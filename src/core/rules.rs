//! Game rules as pure functions
//!
//! Every derived value of a game (wrong guesses, win, loss, key colors,
//! word slots) is computed here from the secret word and the guessed
//! letters. Nothing is cached; callers recompute on every observation.

use super::{Letter, SecretWord};

/// Display state of a keyboard key
#[derive(Debug, Clone, Copy, PartialEq, Eq)]
pub enum KeyStatus {
    Unguessed,
    Correct,
    Wrong,
}

/// Content of one word slot
#[derive(Debug, Clone, Copy, PartialEq, Eq)]
pub enum Slot {
    /// Not guessed yet, shown as a blank
    Hidden,
    /// Guessed (or not a letter), shown normally
    Revealed(char),
    /// Shown only because the game was lost
    Missed(char),
}

impl Slot {
    /// The character to draw, or `None` for a blank
    #[must_use]
    pub const fn glyph(self) -> Option<char> {
        match self {
            Self::Hidden => None,
            Self::Revealed(c) | Self::Missed(c) => Some(c.to_ascii_uppercase()),
        }
    }
}

/// Iterate the distinct letters of `guessed`, in first-guess order
fn distinct(guessed: &[Letter]) -> impl Iterator<Item = Letter> + '_ {
    let mut seen = [false; 26];
    guessed.iter().copied().filter(move |letter| {
        let first = !seen[letter.index()];
        seen[letter.index()] = true;
        first
    })
}

/// Number of distinct guessed letters that are not in the secret word
#[must_use]
pub fn wrong_guess_count(secret: &SecretWord, guessed: &[Letter]) -> usize {
    distinct(guessed)
        .filter(|&letter| !secret.has_letter(letter))
        .count()
}

/// Wrong guesses tolerated before the game is lost
///
/// One less than the registry size: the last language is never eliminated.
#[inline]
#[must_use]
pub const fn loss_threshold(registry_size: usize) -> usize {
    registry_size.saturating_sub(1)
}

/// True once every letter of the secret word has been guessed
#[must_use]
pub fn is_won(secret: &SecretWord, guessed: &[Letter]) -> bool {
    secret
        .letters()
        .iter()
        .all(|letter| guessed.contains(letter))
}

/// True once the wrong-guess count reaches the loss threshold
#[must_use]
pub fn is_lost(secret: &SecretWord, guessed: &[Letter], registry_size: usize) -> bool {
    wrong_guess_count(secret, guessed) >= loss_threshold(registry_size)
}

#[must_use]
pub fn is_over(secret: &SecretWord, guessed: &[Letter], registry_size: usize) -> bool {
    is_won(secret, guessed) || is_lost(secret, guessed, registry_size)
}

/// True if a letter has been guessed and the most recent one was wrong
#[must_use]
pub fn last_guess_was_wrong(secret: &SecretWord, guessed: &[Letter]) -> bool {
    guessed
        .last()
        .is_some_and(|&letter| !secret.has_letter(letter))
}

/// Key color for `letter`
#[must_use]
pub fn status_for(letter: Letter, guessed: &[Letter], secret: &SecretWord) -> KeyStatus {
    if !guessed.contains(&letter) {
        KeyStatus::Unguessed
    } else if secret.has_letter(letter) {
        KeyStatus::Correct
    } else {
        KeyStatus::Wrong
    }
}

/// Slot content for one character of the secret word
///
/// A letter is shown once guessed, or for every slot once the game is
/// lost; in the latter case never-guessed letters are marked `Missed`.
#[must_use]
pub fn reveal(ch: char, guessed: &[Letter], lost: bool) -> Slot {
    let Ok(letter) = Letter::new(ch) else {
        return Slot::Revealed(ch);
    };

    match (guessed.contains(&letter), lost) {
        (true, _) => Slot::Revealed(ch),
        (false, true) => Slot::Missed(ch),
        (false, false) => Slot::Hidden,
    }
}

/// Whether the language chip at `index` has been eliminated
///
/// Languages are eliminated in registry order, one per wrong guess.
#[inline]
#[must_use]
pub const fn is_eliminated(index: usize, wrong_count: usize) -> bool {
    index < wrong_count
}
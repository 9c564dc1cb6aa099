//! Assembly: Endgame - CLI
//!
//! Hangman-style word game with a TUI, a line-based mode, and a simulator.

use anyhow::Result;
use assembly_endgame::{
    commands::{describe, run_simple, run_simulation},
    config::GameConfig,
    interactive::{App, run_tui},
    logging::{self, choose_sink},
    output::{print_languages, print_simulation_result},
    registry::Registry,
    strategy::StrategyType,
};
use clap::{Parser, Subcommand};
use log::debug;
use rand::SeedableRng;
use rand::rngs::StdRng;
use std::path::PathBuf;

#[derive(Parser)]
#[command(
    name = "assembly-endgame",
    about = "Guess the language before the programming world is left with only Assembly",
    version,
    author
)]
struct Cli {
    #[command(subcommand)]
    command: Option<Commands>,

    /// Path to config.toml (default: next to the executable, then CWD)
    #[arg(short, long, global = true)]
    config: Option<PathBuf>,

    /// Seed the word picker for reproducible games
    #[arg(short, long, global = true)]
    seed: Option<u64>,

    /// Write logs to this file (the TUI logs nowhere otherwise)
    #[arg(long, global = true)]
    log_file: Option<PathBuf>,
}

#[derive(Subcommand)]
enum Commands {
    /// Interactive TUI mode (default)
    Play,

    /// Simple line-based mode (no TUI)
    Simple,

    /// List the languages in elimination order
    Languages,

    /// Play many games automatically and report statistics
    Simulate {
        /// Number of games to play
        #[arg(short = 'n', long, default_value = "1000")]
        games: usize,

        /// Strategy: frequency (default) or random
        #[arg(long, default_value = "frequency")]
        strategy: String,
    },
}

fn main() -> Result<()> {
    let cli = Cli::parse();

    // Default to Play mode if no command given
    let command = cli.command.unwrap_or(Commands::Play);

    let tui = matches!(command, Commands::Play);
    logging::init(choose_sink(cli.log_file.as_deref(), tui))?;

    let config = GameConfig::load(cli.config.as_deref())?;
    let seed = cli.seed.or(config.seed);
    debug!("config: {config:?}, seed: {seed:?}");

    let registry = Registry::builtin();

    match command {
        Commands::Play => {
            let app = App::new(registry, config, make_rng(seed));
            run_tui(app)
        }
        Commands::Simple => {
            let mut rng = make_rng(seed);
            run_simple(&registry, config.display.keyboard, &mut rng)
        }
        Commands::Languages => {
            print_languages(&describe(&registry));
            Ok(())
        }
        Commands::Simulate { games, strategy } => {
            let strategy = StrategyType::from_name(&strategy);
            println!(
                "Simulating {games} games with the {} strategy...",
                strategy.name()
            );
            let result = run_simulation(
                &registry,
                strategy,
                games,
                seed.unwrap_or_else(rand::random),
                true,
            );
            print_simulation_result(&result);
            Ok(())
        }
    }
}

fn make_rng(seed: Option<u64>) -> StdRng {
    seed.map_or_else(|| StdRng::from_rng(&mut rand::rng()), StdRng::seed_from_u64)
}
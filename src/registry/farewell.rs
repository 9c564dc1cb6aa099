//! Farewell messages for eliminated languages

use super::FAREWELLS;

/// Flavor text shown when a wrong guess eliminates `language`
///
/// `variant` picks the template (wrapping around), so the same game state
/// always renders the same line.
///
/// # Examples
/// ```
/// use assembly_endgame::registry::farewell_text;
///
/// assert_eq!(farewell_text("HTML", 0), "Farewell, HTML");
/// ```
#[must_use]
pub fn farewell_text(language: &str, variant: usize) -> String {
    let template = FAREWELLS[variant % FAREWELLS.len()];
    template.replace("{language}", language)
}
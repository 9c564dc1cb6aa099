//! Assembly: Endgame
//!
//! A hangman-style word game: guess the name of a programming language
//! before the wrong guesses wipe out every language but Assembly.
//!
//! # Quick Start
//!
//! ```rust
//! use assembly_endgame::core::{GameState, Letter, SecretWord};
//! use assembly_endgame::registry::Registry;
//!
//! let registry = Registry::builtin();
//! let mut game = GameState::new(SecretWord::new("go").unwrap());
//!
//! game.guess(Letter::new('g').unwrap());
//! game.guess(Letter::new('o').unwrap());
//! assert!(game.board(&registry).is_won());
//! ```

// Core domain types
pub mod core;

// Languages and farewell texts
pub mod registry;

// Automatic guessing strategies
pub mod strategy;

// config.toml loading
pub mod config;

// Logger setup
pub mod logging;

// Command implementations
pub mod commands;

// Terminal output formatting
pub mod output;

// Interactive TUI interface
pub mod interactive;
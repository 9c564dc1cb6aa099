//! Formatting utilities for terminal output

use crate::config::KeyboardLayout;
use crate::core::{Board, Chip, KeyStatus, Letter, Slot};
use colored::{ColoredString, Colorize};

/// Placeholder for a slot that has not been revealed
pub const BLANK: char = '_';

/// Plain text of the word row, e.g. `R _ _ Y`
#[must_use]
pub fn word_text(slots: &[Slot]) -> String {
    slots
        .iter()
        .map(|slot| slot.glyph().unwrap_or(BLANK).to_string())
        .collect::<Vec<_>>()
        .join(" ")
}

/// Word row with missed letters in red
#[must_use]
pub fn word_line(board: &Board<'_>) -> String {
    board
        .slots()
        .into_iter()
        .map(|slot| match slot {
            Slot::Hidden => BLANK.to_string().bright_black().to_string(),
            Slot::Revealed(c) => c.to_ascii_uppercase().to_string().bold().to_string(),
            Slot::Missed(c) => c.to_ascii_uppercase().to_string().red().bold().to_string(),
        })
        .collect::<Vec<_>>()
        .join(" ")
}

/// A single language chip in its own colors
#[must_use]
pub fn chip(chip: &Chip) -> ColoredString {
    let lang = chip.language;
    if chip.eliminated {
        format!(" 💀 {} ", lang.name).bright_black().strikethrough()
    } else {
        format!(" {} ", lang.name)
            .truecolor(lang.foreground.r, lang.foreground.g, lang.foreground.b)
            .on_truecolor(lang.background.r, lang.background.g, lang.background.b)
    }
}

#[must_use]
pub fn chips_line(board: &Board<'_>) -> String {
    board
        .chips()
        .iter()
        .map(|c| chip(c).to_string())
        .collect::<Vec<_>>()
        .join(" ")
}

/// Text drawn on a key: the uppercase letter
#[must_use]
pub fn key_label(letter: Letter) -> String {
    format!("[{}]", letter.to_upper())
}

/// Keyboard rows, keys colored by status and dimmed once the game is over
#[must_use]
pub fn keyboard_lines(board: &Board<'_>, layout: KeyboardLayout) -> Vec<String> {
    let over = board.is_over();
    layout
        .rows()
        .iter()
        .map(|row| {
            row.chars()
                .filter_map(|c| Letter::new(c).ok())
                .map(|letter| {
                    let label = key_label(letter);
                    let styled = match board.key_status(letter) {
                        KeyStatus::Unguessed => label.normal(),
                        KeyStatus::Correct => label.black().on_green(),
                        KeyStatus::Wrong => label.white().on_red(),
                    };
                    (if over { styled.dimmed() } else { styled }).to_string()
                })
                .collect::<Vec<_>>()
                .join(" ")
        })
        .collect()
}

/// Create a progress bar string
#[must_use]
pub fn create_progress_bar(value: f64, max: f64, width: usize) -> String {
    // Cast is safe: values are clamped to [0, width]
    let filled = if max > 0.0 {
        ((value / max) * width as f64) as usize
    } else {
        0
    };
    let filled = filled.min(width);

    format!("{}{}", "█".repeat(filled), "░".repeat(width - filled))
}

/// Remaining attempts as a bar, one cell per attempt
#[must_use]
pub fn attempts_bar(board: &Board<'_>) -> String {
    let total = board.registry().loss_threshold();
    create_progress_bar(board.attempts_left() as f64, total as f64, total)
}
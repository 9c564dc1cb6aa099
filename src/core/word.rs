//! Secret word representation
//!
//! A `SecretWord` stores the lowercase text of a language name along with
//! the set of distinct letters that must be guessed to win.

use super::Letter;
use rustc_hash::FxHashSet;
use std::fmt;

/// The word the player is trying to guess
///
/// Characters that are not ASCII letters (the `.` in `node.js`) cannot be
/// guessed and are always shown.
#[derive(Debug, Clone, PartialEq, Eq)]
pub struct SecretWord {
    text: String,
    letters: FxHashSet<Letter>,
}

/// Error type for invalid secret words
#[derive(Debug, Clone, PartialEq, Eq)]
pub enum WordError {
    Empty,
    NoLetters(String),
}

impl fmt::Display for WordError {
    fn fmt(&self, f: &mut fmt::Formatter<'_>) -> fmt::Result {
        match self {
            Self::Empty => write!(f, "Secret word must not be empty"),
            Self::NoLetters(text) => write!(f, "Secret word '{text}' has no letters to guess"),
        }
    }
}

impl std::error::Error for WordError {}

impl SecretWord {
    /// Create a secret word from any text
    ///
    /// # Errors
    /// Returns `WordError` if the text is empty or contains no ASCII letter.
    ///
    /// # Examples
    /// ```
    /// use assembly_endgame::core::{Letter, SecretWord};
    ///
    /// let word = SecretWord::new("Ruby").unwrap();
    /// assert_eq!(word.text(), "ruby");
    /// assert!(word.has_letter(Letter::new('u').unwrap()));
    ///
    /// assert!(SecretWord::new("").is_err());
    /// ```
    pub fn new(text: impl Into<String>) -> Result<Self, WordError> {
        let text: String = text.into().trim().to_lowercase();

        if text.is_empty() {
            return Err(WordError::Empty);
        }

        let letters: FxHashSet<Letter> = text.chars().filter_map(|c| Letter::new(c).ok()).collect();
        if letters.is_empty() {
            return Err(WordError::NoLetters(text));
        }

        Ok(Self { text, letters })
    }

    #[inline]
    #[must_use]
    pub fn text(&self) -> &str {
        &self.text
    }

    /// Characters in display order, one per word slot
    pub fn chars(&self) -> impl Iterator<Item = char> + '_ {
        self.text.chars()
    }

    #[inline]
    #[must_use]
    pub fn has_letter(&self, letter: Letter) -> bool {
        self.letters.contains(&letter)
    }

    /// Distinct letters that must be guessed to win
    #[inline]
    #[must_use]
    pub fn letters(&self) -> &FxHashSet<Letter> {
        &self.letters
    }
}

impl fmt::Display for SecretWord {
    fn fmt(&self, f: &mut fmt::Formatter<'_>) -> fmt::Result {
        write!(f, "{}", self.text)
    }
}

Exercise instructions »
Only the lines from the opening of the material through the line with "on every observation." should be echoed, exactly as written.

Expected output »
filename src/core/rules.rs
//! Game rules as pure functions
//!
//! Every derived value of a game (wrong guesses, win, loss, key colors,
//! word slots) is computed here from the secret word and the guessed
//! letters. Nothing is cached; callers recompute on every observation.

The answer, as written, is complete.